The Committee may amend the terms of any Award theretofore granted, prospectively or retroactively, but no such amendment shall impair the rights of any Participant without his consent. Except as provided in Section 4 and Section 14(e), the Committee shall not have the authority to cancel any outstanding Option and issue a new Option in its place with a lower exercise price; provided, however, that this sentence shall not prohibit an exchange offer whereby the Company provides certain Participants with an election to cancel an outstanding Option and receive a grant of a new Option at a future date if such exchange offer only occurs with shareowner approval.
SECTION 14. GENERAL PROVISIONS.
(a) Unless the Committee determines otherwise at the time the Award is granted, no Award, and no Shares subject to Awards described in Section 10 which have not been issued or as to which any applicable restriction, performance or deferral period has not lapsed, may be sold, assigned, transferred, pledged or otherwise encumbered, except by will or by the laws of descent and distribution and all Awards shall be exercisable, during the Participant's lifetime, only by the Participant or, if permissible under applicable law, by the Participant's guardian or legal representative; provided that, if so determined by the Committee, a Participant may, in the manner established by the Committee, designate a beneficiary to exercise the rights of the Participant with respect to any Award upon the death of the Participant.

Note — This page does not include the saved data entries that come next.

/// Wire types for the JSON-over-WebSocket RPC surface.
use serde::{Deserialize, Serialize};

use crate::core::model::{Score, User};

/// One call from a client. Serialized as `{"method": "...", "params": {...}}`.
#[derive(Debug, Clone, PartialEq, Serialize, Deserialize)]
#[serde(tag = "method", content = "params", rename_all = "snake_case")]
pub enum RpcRequest {
    CreateUser {
        user_name: String,
        #[serde(default)]
        email: Option<String>,
    },
    NewGame {
        user_name: String,
    },
    GetGame {
        urlsafe_game_key: String,
    },
    MakeMove {
        urlsafe_game_key: String,
        guess: String,
    },
    CancelGame {
        urlsafe_game_key: String,
    },
    GetScores,
    GetUserScores {
        user_name: String,
    },
    GetUserGames {
        user_name: String,
    },
    GetHighScores {
        #[serde(default)]
        num_results: Option<usize>,
    },
    GetUserRankings {
        #[serde(default)]
        num_results: Option<usize>,
    },
    GetAverageStrikesRemaining,
    GetGameHistory {
        urlsafe_game_key: String,
    },
}

impl RpcRequest {
    pub fn method(&self) -> &'static str {
        match self {
            RpcRequest::CreateUser { .. } => "create_user",
            RpcRequest::NewGame { .. } => "new_game",
            RpcRequest::GetGame { .. } => "get_game",
            RpcRequest::MakeMove { .. } => "make_move",
            RpcRequest::CancelGame { .. } => "cancel_game",
            RpcRequest::GetScores => "get_scores",
            RpcRequest::GetUserScores { .. } => "get_user_scores",
            RpcRequest::GetUserGames { .. } => "get_user_games",
            RpcRequest::GetHighScores { .. } => "get_high_scores",
            RpcRequest::GetUserRankings { .. } => "get_user_rankings",
            RpcRequest::GetAverageStrikesRemaining => "get_average_strikes_remaining",
            RpcRequest::GetGameHistory { .. } => "get_game_history",
        }
    }
}

/// `{"id": n, "method": "...", "params": {...}}`: the call sits beside the id.
#[derive(Debug, Clone, PartialEq, Serialize, Deserialize)]
pub struct RpcEnvelope {
    pub id: u64,
    #[serde(flatten)]
    pub request: RpcRequest,
}

#[derive(Debug, Clone, PartialEq, Serialize, Deserialize)]
#[serde(rename_all = "snake_case")]
pub enum RpcResponse {
    Message(StringMessage),
    Game(GameForm),
    Games(GameForms),
    Scores(ScoreForms),
    Users(UserForms),
    History(GameHistoryForm),
}

#[derive(Debug, Clone, Copy, PartialEq, Eq, Serialize, Deserialize)]
#[serde(rename_all = "snake_case")]
pub enum ErrorCode {
    BadRequest,
    NotFound,
    Conflict,
    Forbidden,
    Internal,
}

#[derive(Debug, Clone, PartialEq, Eq, Serialize, Deserialize)]
pub struct ErrorBody {
    pub code: ErrorCode,
    pub message: String,
}

/// Reply to one envelope; exactly one of `result` / `error` is set.
#[derive(Debug, Clone, PartialEq, Serialize, Deserialize)]
pub struct RpcReply {
    pub id: u64,
    #[serde(default, skip_serializing_if = "Option::is_none")]
    pub result: Option<RpcResponse>,
    #[serde(default, skip_serializing_if = "Option::is_none")]
    pub error: Option<ErrorBody>,
}

impl RpcReply {
    pub fn ok(id: u64, result: RpcResponse) -> Self {
        Self {
            id,
            result: Some(result),
            error: None,
        }
    }

    pub fn err(id: u64, error: ErrorBody) -> Self {
        Self {
            id,
            result: None,
            error: Some(error),
        }
    }

    pub fn into_result(self) -> Result<RpcResponse, ErrorBody> {
        match (self.result, self.error) {
            (_, Some(error)) => Err(error),
            (Some(result), None) => Ok(result),
            (None, None) => Err(ErrorBody {
                code: ErrorCode::Internal,
                message: "reply carried neither result nor error".to_string(),
            }),
        }
    }
}

#[derive(Debug, Clone, PartialEq, Eq, Serialize, Deserialize)]
pub struct StringMessage {
    pub message: String,
}

#[derive(Debug, Clone, PartialEq, Eq, Serialize, Deserialize)]
pub struct GameForm {
    pub urlsafe_key: String,
    pub strikes_remaining: i32,
    pub shown_string: String,
    pub guessed_letters: String,
    pub game_over: bool,
    pub message: String,
    pub user_name: String,
}

#[derive(Debug, Clone, PartialEq, Eq, Serialize, Deserialize)]
pub struct GameForms {
    pub items: Vec<GameForm>,
}

#[derive(Debug, Clone, PartialEq, Eq, Serialize, Deserialize)]
pub struct ScoreForm {
    pub user_name: String,
    pub date: String,
    pub won: bool,
    pub points: i32,
}

impl From<&Score> for ScoreForm {
    fn from(score: &Score) -> Self {
        Self {
            user_name: score.user.clone(),
            date: score.date.format("%Y-%m-%d").to_string(),
            won: score.won,
            points: score.points,
        }
    }
}

#[derive(Debug, Clone, PartialEq, Eq, Serialize, Deserialize)]
pub struct ScoreForms {
    pub items: Vec<ScoreForm>,
}

#[derive(Debug, Clone, PartialEq, Serialize, Deserialize)]
pub struct UserForm {
    pub name: String,
    pub games_played: u32,
    pub career_points: i64,
    pub performance: f64,
}

impl From<&User> for UserForm {
    fn from(user: &User) -> Self {
        Self {
            name: user.name.clone(),
            games_played: user.games_played,
            career_points: user.career_points,
            performance: user.performance(),
        }
    }
}

#[derive(Debug, Clone, PartialEq, Serialize, Deserialize)]
pub struct UserForms {
    pub items: Vec<UserForm>,
}

#[derive(Debug, Clone, PartialEq, Eq, Serialize, Deserialize)]
pub struct GameHistoryForm {
    pub urlsafe_key: String,
    pub game_over: bool,
    pub user_name: String,
    /// Pretty-printed JSON array with sorted keys.
    pub history: String,
}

(b) The term of each Award shall be for such period of months or years from the date of its grant as may be determined by the Committee; provided that in no event shall the term of any Option or any Stock Appreciation Right related to any Option exceed a period of seven (7) years from the date of its grant.
(c) No Employee or Participant shall have any claim to be granted any Award under the Plan and there is no obligation for uniformity of treatment of Employees or Participants under the Plan.
(d) The prospective recipient of any Award under the Plan shall not, with respect to such Award, be deemed to have become a Participant, or to have any rights with respect to such Award, until
18
and unless such recipient shall have complied with the then applicable terms and conditions.
(e) Except as provided in Section 12, the Committee shall be authorized to make adjustments in Performance Award criteria or in the terms and conditions of other Awards in recognition of unusual or nonrecurring events affecting the Company or its financial statements, or changes in applicable laws, regulations or accounting principles. The Committee may correct any defect, supply any omission or reconcile any inconsistency in the Plan or any Award in the manner and to the extent it shall deem desirable. In the event the Company shall assume outstanding employee benefit awards or the right or obligation to make future such awards in connection with the acquisition of another corporation or business entity, the Committee may, in its discretion, make such adjustments in the terms of Awards under the Plan as it shall deem appropriate.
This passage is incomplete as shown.